WHAT YOU HAVE TO DO - If a line below contains the string "plan", return that line.

LISTED RECORDS -
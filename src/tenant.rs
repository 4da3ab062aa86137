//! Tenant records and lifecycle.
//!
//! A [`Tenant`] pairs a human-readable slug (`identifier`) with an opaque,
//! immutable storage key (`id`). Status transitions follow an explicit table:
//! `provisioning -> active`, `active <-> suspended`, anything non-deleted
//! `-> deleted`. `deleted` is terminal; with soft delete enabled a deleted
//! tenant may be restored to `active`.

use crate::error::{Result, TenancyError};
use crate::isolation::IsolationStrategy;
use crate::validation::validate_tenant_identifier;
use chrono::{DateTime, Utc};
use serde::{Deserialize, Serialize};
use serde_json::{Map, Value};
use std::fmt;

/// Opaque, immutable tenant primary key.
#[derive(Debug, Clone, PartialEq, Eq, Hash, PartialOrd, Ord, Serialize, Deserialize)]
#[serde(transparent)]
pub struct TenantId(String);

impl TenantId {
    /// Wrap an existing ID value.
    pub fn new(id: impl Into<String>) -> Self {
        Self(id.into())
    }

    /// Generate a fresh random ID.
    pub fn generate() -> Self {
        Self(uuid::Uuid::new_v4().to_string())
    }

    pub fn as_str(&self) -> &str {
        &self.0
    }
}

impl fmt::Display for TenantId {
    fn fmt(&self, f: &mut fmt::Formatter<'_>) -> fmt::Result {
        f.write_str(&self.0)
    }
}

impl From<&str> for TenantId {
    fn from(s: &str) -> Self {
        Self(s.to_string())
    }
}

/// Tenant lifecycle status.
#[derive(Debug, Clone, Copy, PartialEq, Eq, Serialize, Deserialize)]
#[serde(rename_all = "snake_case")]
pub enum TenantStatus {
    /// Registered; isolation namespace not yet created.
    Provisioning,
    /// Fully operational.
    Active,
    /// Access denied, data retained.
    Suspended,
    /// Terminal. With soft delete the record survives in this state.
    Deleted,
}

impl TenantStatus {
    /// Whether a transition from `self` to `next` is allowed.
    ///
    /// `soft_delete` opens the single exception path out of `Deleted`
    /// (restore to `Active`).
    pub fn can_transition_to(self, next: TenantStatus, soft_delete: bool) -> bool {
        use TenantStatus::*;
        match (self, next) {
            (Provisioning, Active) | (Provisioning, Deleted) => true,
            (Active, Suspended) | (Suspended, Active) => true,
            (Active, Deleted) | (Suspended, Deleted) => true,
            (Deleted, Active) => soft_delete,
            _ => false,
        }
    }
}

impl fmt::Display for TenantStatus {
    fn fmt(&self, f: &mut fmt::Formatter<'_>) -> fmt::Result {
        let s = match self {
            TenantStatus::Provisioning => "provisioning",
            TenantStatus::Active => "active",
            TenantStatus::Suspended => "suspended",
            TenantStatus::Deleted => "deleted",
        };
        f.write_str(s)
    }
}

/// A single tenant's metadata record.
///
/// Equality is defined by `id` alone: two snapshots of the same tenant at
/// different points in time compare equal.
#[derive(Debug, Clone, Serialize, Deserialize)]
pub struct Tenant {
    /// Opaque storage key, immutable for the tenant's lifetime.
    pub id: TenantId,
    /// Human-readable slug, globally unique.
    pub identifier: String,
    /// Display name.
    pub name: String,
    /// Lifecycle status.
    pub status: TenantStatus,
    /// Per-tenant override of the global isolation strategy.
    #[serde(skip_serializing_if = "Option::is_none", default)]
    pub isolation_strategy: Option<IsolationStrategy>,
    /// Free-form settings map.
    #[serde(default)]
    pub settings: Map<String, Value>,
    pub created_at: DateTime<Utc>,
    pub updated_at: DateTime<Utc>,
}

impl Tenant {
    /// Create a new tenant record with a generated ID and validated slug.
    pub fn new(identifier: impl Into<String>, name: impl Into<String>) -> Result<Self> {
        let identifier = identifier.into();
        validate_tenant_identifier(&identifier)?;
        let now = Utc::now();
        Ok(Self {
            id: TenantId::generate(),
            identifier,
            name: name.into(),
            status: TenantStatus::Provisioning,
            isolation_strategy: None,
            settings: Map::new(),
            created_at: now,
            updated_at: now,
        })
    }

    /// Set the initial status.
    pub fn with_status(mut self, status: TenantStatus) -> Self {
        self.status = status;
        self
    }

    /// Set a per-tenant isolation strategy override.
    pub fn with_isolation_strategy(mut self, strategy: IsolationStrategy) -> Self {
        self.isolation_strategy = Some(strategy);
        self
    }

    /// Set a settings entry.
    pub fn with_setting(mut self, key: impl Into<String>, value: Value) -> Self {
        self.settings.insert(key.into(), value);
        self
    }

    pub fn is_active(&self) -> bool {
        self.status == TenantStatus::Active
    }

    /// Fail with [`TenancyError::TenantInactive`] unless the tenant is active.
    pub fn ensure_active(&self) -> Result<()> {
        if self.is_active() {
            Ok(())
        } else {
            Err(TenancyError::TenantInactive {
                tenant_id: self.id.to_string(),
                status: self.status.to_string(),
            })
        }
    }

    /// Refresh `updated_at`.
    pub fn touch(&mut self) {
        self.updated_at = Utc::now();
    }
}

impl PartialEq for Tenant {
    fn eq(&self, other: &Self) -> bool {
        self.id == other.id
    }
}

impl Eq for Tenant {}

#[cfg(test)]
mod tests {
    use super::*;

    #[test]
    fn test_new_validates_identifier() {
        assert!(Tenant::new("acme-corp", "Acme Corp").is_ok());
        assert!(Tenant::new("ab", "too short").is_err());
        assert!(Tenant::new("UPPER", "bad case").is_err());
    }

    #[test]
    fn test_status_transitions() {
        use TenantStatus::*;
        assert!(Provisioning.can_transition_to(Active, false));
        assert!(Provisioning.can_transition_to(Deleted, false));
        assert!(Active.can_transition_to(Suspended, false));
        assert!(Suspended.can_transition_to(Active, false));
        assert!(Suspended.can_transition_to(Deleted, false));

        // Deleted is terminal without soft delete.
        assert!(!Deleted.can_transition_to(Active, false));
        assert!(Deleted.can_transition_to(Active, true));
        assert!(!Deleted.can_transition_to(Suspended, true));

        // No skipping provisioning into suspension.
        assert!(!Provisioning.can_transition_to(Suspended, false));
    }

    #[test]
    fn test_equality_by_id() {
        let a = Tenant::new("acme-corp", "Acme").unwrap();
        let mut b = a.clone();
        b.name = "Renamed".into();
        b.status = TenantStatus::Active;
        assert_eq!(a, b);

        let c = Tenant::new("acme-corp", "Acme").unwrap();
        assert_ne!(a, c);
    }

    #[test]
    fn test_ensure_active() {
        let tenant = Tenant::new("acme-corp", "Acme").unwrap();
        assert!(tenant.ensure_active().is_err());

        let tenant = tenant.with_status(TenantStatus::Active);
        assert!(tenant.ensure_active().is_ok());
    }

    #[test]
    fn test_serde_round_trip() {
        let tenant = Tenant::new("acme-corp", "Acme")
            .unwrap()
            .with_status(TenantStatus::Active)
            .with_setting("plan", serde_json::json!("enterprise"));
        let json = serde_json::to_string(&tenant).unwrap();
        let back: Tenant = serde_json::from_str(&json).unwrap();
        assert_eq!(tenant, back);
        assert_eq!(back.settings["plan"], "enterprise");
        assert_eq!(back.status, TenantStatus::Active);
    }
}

RESPONSE BOX -
            .with_setting("plan", serde_json::json!("enterprise"));
        assert_eq!(back.settings["plan"], "enterprise");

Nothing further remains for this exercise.